Les pompiers rêvent d’en être équipés. Il s’agit d’un nouveau boyau d’incendie, qui consomme cinq fois moins d’eau qu’un boyau conventionnel. Il est également plus léger, plus facile à utiliser, très efficace contre les flammes et offre une meilleure sécurité. Son nom : la lance biphasée. Testé ce mardi 6 décembre 2022, à Rennes (Ille-et-Vilaine).

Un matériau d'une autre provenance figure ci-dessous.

//! Listener routing rules.
//!
//! Many application stacks share one listener. Exactly one of them may own
//! the catch-all rule; every other rule must match on a discriminator so no
//! two rules can claim the same request.

use serde::{Deserialize, Serialize};
use serde_json::{Value, json};
use std::collections::BTreeMap;

use crate::{Error, Result};

/// Glob that matches every request path.
pub const CATCH_ALL_PATTERN: &str = "*";

/// Query parameter naming the stack a request is meant for.
pub const STACK_QUERY_KEY: &str = "stack";

/// How a rule selects requests.
#[derive(Debug, Clone, PartialEq, Eq, Hash, Serialize, Deserialize)]
#[serde(tag = "type", rename_all = "snake_case")]
pub enum MatchCondition {
    PathPattern { pattern: String },
    QueryParameter { key: String, value: String },
}

impl MatchCondition {
    pub fn path(pattern: impl Into<String>) -> Self {
        MatchCondition::PathPattern {
            pattern: pattern.into(),
        }
    }

    pub fn query(key: impl Into<String>, value: impl Into<String>) -> Self {
        MatchCondition::QueryParameter {
            key: key.into(),
            value: value.into(),
        }
    }

    pub fn is_catch_all(&self) -> bool {
        matches!(self, MatchCondition::PathPattern { pattern } if pattern == CATCH_ALL_PATTERN)
    }
}

impl std::fmt::Display for MatchCondition {
    fn fmt(&self, f: &mut std::fmt::Formatter<'_>) -> std::fmt::Result {
        match self {
            MatchCondition::PathPattern { pattern } => write!(f, "path {}", pattern),
            MatchCondition::QueryParameter { key, value } => write!(f, "query {}={}", key, value),
        }
    }
}

/// A rule forwarding matching requests on a listener to one target group.
#[derive(Debug, Clone, PartialEq, Eq, Hash, Serialize, Deserialize)]
pub struct RoutingRule {
    /// Application stack that owns the rule.
    pub stack: String,
    pub condition: MatchCondition,
    /// Explicit priority, lower is evaluated first. `None` leaves ordering to the listener.
    pub priority: Option<u32>,
    /// Handle of the target group requests are forwarded to.
    pub target_group: String,
}

impl RoutingRule {
    pub fn is_catch_all(&self) -> bool {
        self.condition.is_catch_all()
    }

    /// Encode the rule as listener-rule resource properties.
    pub fn to_properties(&self) -> BTreeMap<String, Value> {
        let mut props = BTreeMap::new();
        props.insert("stack".to_string(), json!(self.stack));
        props.insert("targetGroupArn".to_string(), json!(self.target_group));
        props.insert("actionType".to_string(), json!("forward"));
        match &self.condition {
            MatchCondition::PathPattern { pattern } => {
                props.insert("pathPattern".to_string(), json!([pattern]));
            }
            MatchCondition::QueryParameter { key, value } => {
                props.insert(
                    "queryStrings".to_string(),
                    json!([{ "key": key, "value": value }]),
                );
            }
        }
        if let Some(priority) = self.priority {
            props.insert("priority".to_string(), json!(priority));
        }
        props
    }

    /// Decode a rule from listener-rule resource properties.
    pub fn from_properties(props: &BTreeMap<String, Value>) -> Result<Self> {
        let text = |key: &str| -> Result<String> {
            props
                .get(key)
                .and_then(Value::as_str)
                .map(str::to_string)
                .ok_or_else(|| Error::InvalidInput(format!("listener rule is missing '{}'", key)))
        };

        let condition = if let Some(patterns) = props.get("pathPattern").and_then(Value::as_array)
        {
            let pattern = patterns
                .first()
                .and_then(Value::as_str)
                .ok_or_else(|| Error::InvalidInput("empty path pattern".to_string()))?;
            MatchCondition::path(pattern)
        } else if let Some(queries) = props.get("queryStrings").and_then(Value::as_array) {
            let query = queries
                .first()
                .ok_or_else(|| Error::InvalidInput("empty query condition".to_string()))?;
            let key = query.get("key").and_then(Value::as_str).unwrap_or_default();
            let value = query.get("value").and_then(Value::as_str).unwrap_or_default();
            if key.is_empty() || value.is_empty() {
                return Err(Error::InvalidInput(
                    "query condition needs a key and a value".to_string(),
                ));
            }
            MatchCondition::query(key, value)
        } else {
            return Err(Error::InvalidInput(
                "listener rule has no match condition".to_string(),
            ));
        };

        let priority = match props.get("priority") {
            None | Some(Value::Null) => None,
            Some(v) => {
                let n = v.as_u64().filter(|n| *n > 0).ok_or_else(|| {
                    Error::InvalidInput(format!("priority must be a positive integer, got {}", v))
                })?;
                Some(u32::try_from(n).map_err(|_| {
                    Error::InvalidInput(format!("priority {} is out of range", n))
                })?)
            }
        };

        Ok(Self {
            stack: text("stack")?,
            condition,
            priority,
            target_group: text("targetGroupArn")?,
        })
    }
}

/// Check that `candidate` can join the rules already attached to `listener`.
///
/// Rules owned by the candidate's own stack are replaced, not compared.
pub fn validate_listener(
    listener: &str,
    existing: &[RoutingRule],
    candidate: &RoutingRule,
) -> Result<()> {
    if candidate.priority == Some(0) {
        return Err(Error::RoutingCollision {
            listener: listener.to_string(),
            message: format!("stack '{}' requested priority 0", candidate.stack),
        });
    }

    for rule in existing.iter().filter(|r| r.stack != candidate.stack) {
        if let (Some(a), Some(b)) = (rule.priority, candidate.priority) {
            if a == b {
                return Err(Error::RoutingCollision {
                    listener: listener.to_string(),
                    message: format!(
                        "priority {} is already held by stack '{}'",
                        a, rule.stack
                    ),
                });
            }
        }
        if rule.is_catch_all() && candidate.is_catch_all() {
            return Err(Error::RoutingCollision {
                listener: listener.to_string(),
                message: format!(
                    "catch-all route is already owned by stack '{}'",
                    rule.stack
                ),
            });
        }
        if rule.condition == candidate.condition {
            return Err(Error::RoutingCollision {
                listener: listener.to_string(),
                message: format!(
                    "condition '{}' is already routed to stack '{}'",
                    rule.condition, rule.stack
                ),
            });
        }
    }
    Ok(())
}

#[cfg(test)]
mod tests {
    use super::*;

    fn prod_rule() -> RoutingRule {
        RoutingRule {
            stack: "prod".to_string(),
            condition: MatchCondition::path(CATCH_ALL_PATTERN),
            priority: Some(1),
            target_group: "tg-prod".to_string(),
        }
    }

    fn preview_rule(stack: &str) -> RoutingRule {
        RoutingRule {
            stack: stack.to_string(),
            condition: MatchCondition::query(STACK_QUERY_KEY, stack),
            priority: None,
            target_group: format!("tg-{}", stack),
        }
    }

    #[test]
    fn test_properties_round_trip_for_both_conditions() {
        for rule in [prod_rule(), preview_rule("preview-42")] {
            let back = RoutingRule::from_properties(&rule.to_properties()).unwrap();
            assert_eq!(back, rule);
        }
    }

    #[test]
    fn test_unprioritized_rule_omits_priority_property() {
        let props = preview_rule("preview-42").to_properties();
        assert!(!props.contains_key("priority"));
    }

    #[test]
    fn test_previews_and_prod_coexist() {
        let existing = vec![prod_rule(), preview_rule("preview-42")];
        assert!(validate_listener("l", &existing, &preview_rule("preview-43")).is_ok());
    }

    #[test]
    fn test_second_catch_all_is_a_collision() {
        let mut other = prod_rule();
        other.stack = "production".to_string();
        other.priority = Some(2);
        let err = validate_listener("l", &[prod_rule()], &other).unwrap_err();
        assert!(matches!(err, Error::RoutingCollision { .. }));
    }

    #[test]
    fn test_duplicate_priority_is_a_collision() {
        let mut other = preview_rule("preview-42");
        other.priority = Some(1);
        let err = validate_listener("l", &[prod_rule()], &other).unwrap_err();
        assert!(err.to_string().contains("priority 1"));
    }

    #[test]
    fn test_redeploying_same_stack_replaces_its_rule() {
        assert!(validate_listener("l", &[prod_rule()], &prod_rule()).is_ok());
    }

    #[test]
    fn test_rejects_malformed_properties() {
        let mut props = prod_rule().to_properties();
        props.insert("priority".to_string(), json!(0));
        assert!(RoutingRule::from_properties(&props).is_err());

        let mut props = prod_rule().to_properties();
        props.remove("pathPattern");
        assert!(RoutingRule::from_properties(&props).is_err());
    }
}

« Sérieusement, c’est impressionnant ! Cela révolutionne la façon dont nous combattons les incendies. » raconte le sergent-chef Alexandre, pompier au centre principal de secours de Rennes (Ille-et-Vilaine). Ce mardi 6 décembre 2022, expérimente une nouvelle lance à incendie dans un incendie d’appartement qui s’est déclaré dans un immeuble voué à la démolition. La température s’élevait à plusieurs centaines de degrés et la fumée, très dense et toxique, obstruait la vision. “Par rapport à une lance à incendie classique, elle consomme cinq fois moins d’eau, est beaucoup plus légère à manipuler et parvient à baisser rapidement la température et à diluer les fumées. » Quelques minutes après le lancement de la lance, le feu était presque maîtrisé.
“Cette lance, que nous appelons diphasique, représente trois ans de recherche et nous l’expérimentons depuis deux ans, notamment avec les pompiers de Paris”, explique Thomas Issler, directeur de la société lyonnaise Zelup, qui a conçu cette innovation.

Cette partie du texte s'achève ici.